Segundo os palestrantes, o velamento protege a fundação contra desvios e fortalece sua estrutura de governança, permitindo que ela cumpra o sonho de seu instituidor com eficiência e transparência.

A segunda palestra do Encontro Estadual do Terceiro Setor em Mato Grosso, realizada na manhã desta sexta-feira (6) em Cuiabá, reuniu promotores de diversos estados para aprofundar o conceito de velamento das fundações.

O painel destacou que a função do Ministério Público junto a essas entidades vai muito além da fiscalização tradicional; trata-se de um papel de suporte, orientação e garantia da finalidade social, essencial para conferir credibilidade e segurança jurídica às organizações que atuam em Mato Grosso.

O promotor Renê do Ó Souza, titular da 26ª Promotoria de Justiça Cível de Cuiabá, utilizou a metáfora da vela para explicar a missão: o Ministério Público deve iluminar caminhos e aproximar propósitos, desmistificando a ideia de que o acompanhamento estatal seja um entrave burocrático.

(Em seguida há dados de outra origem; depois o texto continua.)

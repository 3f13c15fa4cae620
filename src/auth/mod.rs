//! Authentication: password hashing, token issuance, login callbacks and the
//! bearer-token extractor

pub mod extractor;
pub mod handlers;
pub mod password;
pub mod providers;
pub mod tokens;

pub use extractor::AuthUser;
pub use password::{hash_password, verify_password};
pub use providers::{NoProviderConnector, ProviderConnector};
pub use tokens::{TokenIssuer, TokenPair};
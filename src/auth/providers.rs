//! Third-party sign-in providers

use crate::core::model::User;
use anyhow::{Result, anyhow};
use async_trait::async_trait;
use std::collections::HashMap;

/// Exchanges a provider callback for a local user account
///
/// `query` holds the callback query string (typically `access_token`).
/// Implementations find or create the matching user.
#[async_trait]
pub trait ProviderConnector: Send + Sync {
    async fn connect(&self, provider: &str, query: &HashMap<String, String>) -> Result<User>;
}

/// Connector used when no third-party provider is wired in
///
/// Every exchange fails.
pub struct NoProviderConnector;

#[async_trait]
impl ProviderConnector for NoProviderConnector {
    async fn connect(&self, provider: &str, query: &HashMap<String, String>) -> Result<User> {
        if !query.contains_key("access_token") {
            return Err(anyhow!("No access_token."));
        }
        Err(anyhow!("Unknown provider: {}", provider))
    }
}
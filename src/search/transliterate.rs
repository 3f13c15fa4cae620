//! Cyrillic to Latin transliteration for search matching
//!
//! Follows the Ukrainian national romanization, with the Russian-only
//! letters folded to their closest Latin form. Output is lowercase.

/// Romanize `text`; non-Cyrillic characters pass through lowercased
pub fn to_latin(text: &str) -> String {
    let mut out = String::with_capacity(text.len());
    for ch in text.chars().flat_map(char::to_lowercase) {
        match romanize(ch) {
            Some(latin) => out.push_str(latin),
            None => out.push(ch),
        }
    }
    out
}

/// Whether `text` contains anything `to_latin` would rewrite
pub fn has_cyrillic(text: &str) -> bool {
    text.chars()
        .flat_map(char::to_lowercase)
        .any(|ch| romanize(ch).is_some())
}

fn romanize(ch: char) -> Option<&'static str> {
    let latin = match ch {
        'а' => "a",
        'б' => "b",
        'в' => "v",
        'г' => "h",
        'ґ' => "g",
        'д' => "d",
        'е' => "e",
        'є' => "ie",
        'ж' => "zh",
        'з' => "z",
        'и' => "y",
        'і' => "i",
        'ї' => "i",
        'й' => "i",
        'к' => "k",
        'л' => "l",
        'м' => "m",
        'н' => "n",
        'о' => "o",
        'п' => "p",
        'р' => "r",
        'с' => "s",
        'т' => "t",
        'у' => "u",
        'ф' => "f",
        'х' => "kh",
        'ц' => "ts",
        'ч' => "ch",
        'ш' => "sh",
        'щ' => "shch",
        'ь' | 'ъ' | '\'' | '’' | 'ʼ' => "",
        'ю' => "iu",
        'я' => "ia",
        'ё' => "e",
        'ы' => "y",
        'э' => "e",
        _ => return None,
    };
    Some(latin)
}
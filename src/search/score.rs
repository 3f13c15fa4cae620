//! Fuzzy match scoring
//!
//! Scores are `<= 0`; `0` is an exact match and every deviation costs
//! points. Matching is case-insensitive. Each whitespace-separated query term
//! must match on its own and the term scores are summed.

/// Penalty for each break between matched characters
pub const GAP_PENALTY: i64 = 20;

/// Score `query` against `target`, `None` when some term does not match
pub fn fuzzy_score(query: &str, target: &str) -> Option<i64> {
    let terms: Vec<Vec<char>> = query
        .split_whitespace()
        .map(|term| term.to_lowercase().chars().collect())
        .collect();
    if terms.is_empty() {
        return None;
    }

    let target: Vec<char> = target.to_lowercase().chars().collect();
    terms
        .iter()
        .map(|term| score_term(term, &target))
        .sum()
}

fn score_term(term: &[char], target: &[char]) -> Option<i64> {
    if term.len() > target.len() {
        return None;
    }
    let unmatched = (target.len() - term.len()) as i64;

    // Contiguous match: only the start offset and the leftover length cost
    if let Some(start) = target.windows(term.len()).position(|window| window == term) {
        return Some(-(start as i64) - unmatched);
    }

    // Subsequence match, greedy from the left
    let mut positions = Vec::with_capacity(term.len());
    let mut cursor = 0;
    for ch in term {
        let offset = target[cursor..].iter().position(|c| c == ch)?;
        positions.push(cursor + offset);
        cursor += offset + 1;
    }

    let gaps = positions
        .windows(2)
        .filter(|pair| pair[1] != pair[0] + 1)
        .count() as i64;

    Some(-(positions[0] as i64) - gaps * GAP_PENALTY - unmatched)
}

#[cfg(test)]
mod tests {
    use super::*;

    #[test]
    fn test_exact_match_scores_zero() {
        assert_eq!(fuzzy_score("Rust", "rust"), Some(0));
    }

    #[test]
    fn test_prefix_beats_infix() {
        let prefix = fuzzy_score("rust", "rust book").unwrap();
        let infix = fuzzy_score("rust", "the rust b").unwrap();
        assert!(prefix > infix);
    }

    #[test]
    fn test_substring_beats_subsequence() {
        let substring = fuzzy_score("own", "ownership").unwrap();
        let subsequence = fuzzy_score("osp", "ownership").unwrap();
        assert!(substring > subsequence);
        assert_eq!(subsequence, -2 * GAP_PENALTY - 6);
    }

    #[test]
    fn test_no_match() {
        assert_eq!(fuzzy_score("xyz", "ownership"), None);
        assert_eq!(fuzzy_score("ownerships", "ownership"), None);
        assert_eq!(fuzzy_score("   ", "ownership"), None);
    }

    #[test]
    fn test_every_term_must_match() {
        assert!(fuzzy_score("rust book", "the rust book").is_some());
        assert_eq!(fuzzy_score("rust cookbook", "the rust book"), None);
    }

    #[test]
    fn test_scores_are_never_positive() {
        for (query, target) in [("a", "a"), ("ab", "xaxb"), ("rust", "trust me")] {
            assert!(fuzzy_score(query, target).unwrap() <= 0);
        }
    }
}
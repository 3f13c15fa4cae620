//! Favorite posts of the authenticated user
//!
//! Both mutations are read-modify-write of the whole list: concurrent
//! updates by the same user are last-write-wins. The list holds post ids and
//! is resolved against the post store every time it is returned.

pub mod handlers;

use crate::core::model::{EntityId, Post};
use crate::core::service::PostService;
use anyhow::Result;

/// Append a post id; duplicates are kept
pub fn append_favorite(mut favorites: Vec<EntityId>, id: EntityId) -> Vec<EntityId> {
    favorites.push(id);
    favorites
}

/// Drop every entry equal to `id`
pub fn remove_favorite(mut favorites: Vec<EntityId>, id: &EntityId) -> Vec<EntityId> {
    favorites.retain(|entry| entry != id);
    favorites
}

/// Load the current posts behind `ids`, keeping order and duplicates
///
/// Ids whose post no longer exists are skipped.
pub async fn resolve_favorites(posts: &dyn PostService, ids: &[EntityId]) -> Result<Vec<Post>> {
    let mut resolved = Vec::with_capacity(ids.len());
    for id in ids {
        if let Some(post) = posts.get(id).await? {
            resolved.push(post);
        }
    }
    Ok(resolved)
}

#[cfg(test)]
mod tests {
    use super::*;
    use crate::storage::InMemoryPostService;

    fn ids(values: &[&str]) -> Vec<EntityId> {
        values.iter().map(|v| EntityId::new(*v)).collect()
    }

    #[test]
    fn test_append_keeps_duplicates() {
        let favorites = append_favorite(Vec::new(), EntityId::new("P7"));
        assert_eq!(favorites, ids(&["P7"]));

        let favorites = append_favorite(favorites, EntityId::new("P7"));
        assert_eq!(favorites, ids(&["P7", "P7"]));
    }

    #[test]
    fn test_remove_excludes_matching_id() {
        let favorites = remove_favorite(ids(&["P1", "P2", "P3"]), &EntityId::new("P2"));
        assert_eq!(favorites, ids(&["P1", "P3"]));
    }

    #[test]
    fn test_remove_drops_all_duplicates() {
        let favorites = remove_favorite(ids(&["P7", "P1", "P7"]), &EntityId::new("P7"));
        assert_eq!(favorites, ids(&["P1"]));
    }

    #[test]
    fn test_remove_unknown_id_is_noop() {
        let favorites = remove_favorite(ids(&["P1"]), &EntityId::new("P9"));
        assert_eq!(favorites, ids(&["P1"]));
    }

    #[tokio::test]
    async fn test_resolve_reads_current_posts() {
        let posts = InMemoryPostService::new();
        posts.create(Post::new("P1", "Ownership")).await.unwrap();
        posts.create(Post::new("P7", "Borrowing")).await.unwrap();

        let favorites = ids(&["P7", "P1", "P7"]);
        let resolved = resolve_favorites(&posts, &favorites).await.unwrap();
        let titles: Vec<&str> = resolved.iter().map(|p| p.title.as_str()).collect();
        assert_eq!(titles, vec!["Borrowing", "Ownership", "Borrowing"]);

        posts.create(Post::new("P1", "Ownership, revised")).await.unwrap();
        let resolved = resolve_favorites(&posts, &favorites).await.unwrap();
        assert_eq!(resolved[1].title, "Ownership, revised");
    }

    #[tokio::test]
    async fn test_resolve_skips_missing_posts() {
        let posts = InMemoryPostService::new();
        posts.create(Post::new("P1", "Ownership")).await.unwrap();

        let resolved = resolve_favorites(&posts, &ids(&["P404", "P1"])).await.unwrap();
        assert_eq!(resolved.len(), 1);
        assert_eq!(resolved[0].id.as_str(), "P1");
    }
}
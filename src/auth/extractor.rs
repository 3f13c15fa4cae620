//! Authenticated user extraction from `Authorization: Bearer` headers

use crate::core::error::ApiError;
use crate::core::model::User;
use crate::server::state::AppState;
use axum::extract::FromRequestParts;
use axum::http::header::AUTHORIZATION;
use axum::http::request::Parts;

const INVALID_CREDENTIALS: &str = "Missing or invalid credentials";

/// The user behind a valid access token
///
/// Rejections:
/// - no `Authorization` header: 403 `Forbidden`
/// - malformed, expired or forged token, unknown or blocked user: 401
#[derive(Debug, Clone)]
pub struct AuthUser(pub User);

/// Pull the bearer token out of the headers
///
/// Returns `None` when the header is absent; `Some("")` when present but not
/// a usable bearer credential.
pub fn bearer_token(parts: &Parts) -> Option<&str> {
    let value = parts.headers.get(AUTHORIZATION)?;
    let value = value.to_str().unwrap_or_default().trim();

    match value.split_once(' ') {
        Some((scheme, token)) if scheme.eq_ignore_ascii_case("bearer") => Some(token.trim()),
        _ => Some(""),
    }
}

impl FromRequestParts<AppState> for AuthUser {
    type Rejection = ApiError;

    async fn from_request_parts(
        parts: &mut Parts,
        state: &AppState,
    ) -> Result<Self, Self::Rejection> {
        let token = bearer_token(parts).ok_or_else(|| ApiError::Forbidden("Forbidden".to_string()))?;

        let claims = state.tokens.verify_access(token).map_err(|err| {
            tracing::debug!(error = %err, "rejected access token");
            ApiError::Unauthorized(INVALID_CREDENTIALS.to_string())
        })?;

        let user = state
            .users
            .get(&claims.id)
            .await
            .map_err(ApiError::storage)?
            .ok_or_else(|| ApiError::Unauthorized(INVALID_CREDENTIALS.to_string()))?;

        if user.blocked {
            tracing::warn!(user_id = %user.id, "blocked user presented a valid access token");
            return Err(ApiError::Unauthorized(INVALID_CREDENTIALS.to_string()));
        }

        Ok(AuthUser(user))
    }
}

Segundo os palestrantes, o velamento protege a fundação contra desvios e fortalece sua estrutura de governança, permitindo que ela cumpra o sonho de seu instituidor com eficiência e transparência.

Diferença entre velamento e fiscalização

Um dos pontos centrais do debate, conduzido pelo promotor Givaldo de Barros Lessa (MP/AL), foi a necessidade de separar os conceitos de velamento e fiscalização. Enquanto a fiscalização possui um viés coercitivo que pode gerar retração nas entidades, o velamento é definido como uma prática:

  • Construtiva: Focada no aprimoramento dos processos internos;

  • Fraterna: Baseada no diálogo constante entre o promotor e o gestor;

  • Orientadora: Voltada para a conformidade (compliance) e prevenção de irregularidades.

A relevância prática dessa estrutura foi ilustrada pela promotora Janine Borges Soares (MP/RS), que relatou a atuação decisiva das fundações e entidades do terceiro setor durante as enchentes no Rio Grande do Sul em 2024. A experiência demonstrou que organizações bem geridas e com suporte institucional possuem capilaridade para chegar onde o Estado muitas vezes não alcança, garantindo assistência psicológica, abrigos e salvamento de vidas em situações de calamidade extrema.

O evento também contou com orientações técnicas baseadas no Manual de Atuação Funcional no Velamento das Fundações, apresentado por promotores de São Paulo e Rio de Janeiro. O objetivo é padronizar diretrizes que ajudem as fundações de Mato Grosso a adotarem as melhores práticas de governança, aumentando sua visibilidade e capacidade de atrair novas parcerias para projetos sociais em todo o estado.